*Description of the task*:
What is needed here is an exact reprint of every record below.

=== Begin Enclosure ===

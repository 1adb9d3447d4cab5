//! Favicon set generation
//!
//! The source is center-cropped to a square and resampled to every size in
//! [`FAVICON_SIZES`]. The three smallest sizes are also packed into a
//! multi-resolution `favicon.ico`, and a `site.webmanifest` points at the
//! Android icons.

use anyhow::{Context, Result};
use image::codecs::ico::{IcoEncoder, IcoFrame};
use image::{DynamicImage, ExtendedColorType};
use serde::Serialize;

use super::encode::{encode_png, OutputFormat};
use super::resize::{crop_to_square, resize_image};
use super::RenderedFile;

/// Every edge length rendered as a standalone PNG
pub const FAVICON_SIZES: [u32; 6] = [16, 32, 48, 180, 192, 512];

/// Edge lengths packed into favicon.ico
pub const ICO_SIZES: [u32; 3] = [16, 32, 48];

pub const ICO_FILE_NAME: &str = "favicon.ico";
pub const MANIFEST_FILE_NAME: &str = "site.webmanifest";

/// Conventional file name for a favicon PNG of the given size
pub fn favicon_png_name(size: u32) -> String {
    match size {
        180 => "apple-touch-icon.png".to_string(),
        192 | 512 => format!("android-chrome-{size}x{size}.png"),
        _ => format!("favicon-{size}x{size}.png"),
    }
}

#[derive(Debug, Serialize)]
struct WebManifest {
    name: String,
    short_name: String,
    icons: Vec<ManifestIcon>,
    theme_color: &'static str,
    background_color: &'static str,
    display: &'static str,
}

#[derive(Debug, Serialize)]
struct ManifestIcon {
    src: String,
    sizes: String,
    #[serde(rename = "type")]
    mime_type: &'static str,
}

/// Render the complete favicon set for one image
pub fn generate_favicons(img: &DynamicImage, app_name: &str) -> Result<Vec<RenderedFile>> {
    let square = crop_to_square(img);
    let mut files = Vec::with_capacity(FAVICON_SIZES.len() + 2);
    let mut ico_sources = Vec::with_capacity(ICO_SIZES.len());

    for size in FAVICON_SIZES {
        let icon = resize_image(&square, size, size)
            .with_context(|| format!("Failed to resize favicon to {size}x{size}"))?;
        let bytes = encode_png(&icon)?;

        if ICO_SIZES.contains(&size) {
            ico_sources.push(icon.to_rgba8());
        }

        files.push(RenderedFile::new(
            favicon_png_name(size),
            OutputFormat::Png,
            bytes,
            Some(size),
        ));
    }

    files.push(RenderedFile::new(
        ICO_FILE_NAME,
        OutputFormat::Ico,
        encode_ico(&ico_sources)?,
        None,
    ));

    files.push(RenderedFile::new(
        MANIFEST_FILE_NAME,
        OutputFormat::Manifest,
        render_manifest(app_name)?.into_bytes(),
        None,
    ));

    Ok(files)
}

/// Pack square RGBA icons into one ICO, each frame PNG-compressed
fn encode_ico(icons: &[image::RgbaImage]) -> Result<Vec<u8>> {
    let frames = icons
        .iter()
        .map(|icon| {
            IcoFrame::as_png(
                icon.as_raw(),
                icon.width(),
                icon.height(),
                ExtendedColorType::Rgba8,
            )
        })
        .collect::<Result<Vec<_>, _>>()
        .context("Failed to encode ICO frame")?;

    let mut buf = Vec::new();
    IcoEncoder::new(&mut buf)
        .encode_images(&frames)
        .context("Failed to encode favicon.ico")?;
    Ok(buf)
}

fn render_manifest(app_name: &str) -> Result<String> {
    let icons = [192u32, 512]
        .into_iter()
        .map(|size| ManifestIcon {
            src: format!("/{}", favicon_png_name(size)),
            sizes: format!("{size}x{size}"),
            mime_type: "image/png",
        })
        .collect();

    let manifest = WebManifest {
        name: app_name.to_string(),
        short_name: app_name.to_string(),
        icons,
        theme_color: "#ffffff",
        background_color: "#ffffff",
        display: "standalone",
    };

    let mut json = serde_json::to_string_pretty(&manifest).context("Failed to render web manifest")?;
    json.push('\n');
    Ok(json)
}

=== End Enclosure ===

*Written solution*:
repository 1adb9d3447d4cab5
//! Favicon set generation
//!
//! The source is center-cropped to a square and resampled to every size in
//! [`FAVICON_SIZES`]. The three smallest sizes are also packed into a
//! multi-resolution `favicon.ico`, and a `site.webmanifest` points at the
//! Android icons.

use anyhow::{Context, Result};
use image::codecs::ico::{IcoEncoder, IcoFrame};
use image::{DynamicImage, ExtendedColorType};
use serde::Serialize;

use super::encode::{encode_png, OutputFormat};
use super::resize::{crop_to_square, resize_image};
use super::RenderedFile;

/// Every edge length rendered as a standalone PNG
pub const FAVICON_SIZES: [u32; 6] = [16, 32, 48, 180, 192, 512];

/// Edge lengths packed into favicon.ico
pub const ICO_SIZES: [u32; 3] = [16, 32, 48];

pub const ICO_FILE_NAME: &str = "favicon.ico";
pub const MANIFEST_FILE_NAME: &str = "site.webmanifest";

/// Conventional file name for a favicon PNG of the given size
pub fn favicon_png_name(size: u32) -> String {
    match size {
        180 => "apple-touch-icon.png".to_string(),
        192 | 512 => format!("android-chrome-{size}x{size}.png"),
        _ => format!("favicon-{size}x{size}.png"),
    }
}

#[derive(Debug, Serialize)]
struct WebManifest {
    name: String,
    short_name: String,
    icons: Vec<ManifestIcon>,
    theme_color: &'static str,
    background_color: &'static str,
    display: &'static str,
}

#[derive(Debug, Serialize)]
struct ManifestIcon {
    src: String,
    sizes: String,
    #[serde(rename = "type")]
    mime_type: &'static str,
}

/// Render the complete favicon set for one image
pub fn generate_favicons(img: &DynamicImage, app_name: &str) -> Result<Vec<RenderedFile>> {
    let square = crop_to_square(img);
    let mut files = Vec::with_capacity(FAVICON_SIZES.len() + 2);
    let mut ico_sources = Vec::with_capacity(ICO_SIZES.len());

    for size in FAVICON_SIZES {
        let icon = resize_image(&square, size, size)
            .with_context(|| format!("Failed to resize favicon to {size}x{size}"))?;
        let bytes = encode_png(&icon)?;

        if ICO_SIZES.contains(&size) {
            ico_sources.push(icon.to_rgba8());
        }

        files.push(RenderedFile::new(
            favicon_png_name(size),
            OutputFormat::Png,
            bytes,
            Some(size),
        ));
    }

    files.push(RenderedFile::new(
        ICO_FILE_NAME,
        OutputFormat::Ico,
        encode_ico(&ico_sources)?,
        None,
    ));

    files.push(RenderedFile::new(
        MANIFEST_FILE_NAME,
        OutputFormat::Manifest,
        render_manifest(app_name)?.into_bytes(),
        None,
    ));

    Ok(files)
}

/// Pack square RGBA icons into one ICO, each frame PNG-compressed
fn encode_ico(icons: &[image::RgbaImage]) -> Result<Vec<u8>> {
    let frames = icons
        .iter()
        .map(|icon| {
            IcoFrame::as_png(
                icon.as_raw(),
                icon.width(),
                icon.height(),
                ExtendedColorType::Rgba8,
            )
        })
        .collect::<Result<Vec<_>, _>>()
        .context("Failed to encode ICO frame")?;

    let mut buf = Vec::new();
    IcoEncoder::new(&mut buf)
        .encode_images(&frames)
        .context("Failed to encode favicon.ico")?;
    Ok(buf)
}

fn render_manifest(app_name: &str) -> Result<String> {
    let icons = [192u32, 512]
        .into_iter()
        .map(|size| ManifestIcon {
            src: format!("/{}", favicon_png_name(size)),
            sizes: format!("{size}x{size}"),
            mime_type: "image/png",
        })
        .collect();

    let manifest = WebManifest {
        name: app_name.to_string(),
        short_name: app_name.to_string(),
        icons,
        theme_color: "#ffffff",
        background_color: "#ffffff",
        display: "standalone",
    };

    let mut json = serde_json::to_string_pretty(&manifest).context("Failed to render web manifest")?;
    json.push('\n');
    Ok(json)
}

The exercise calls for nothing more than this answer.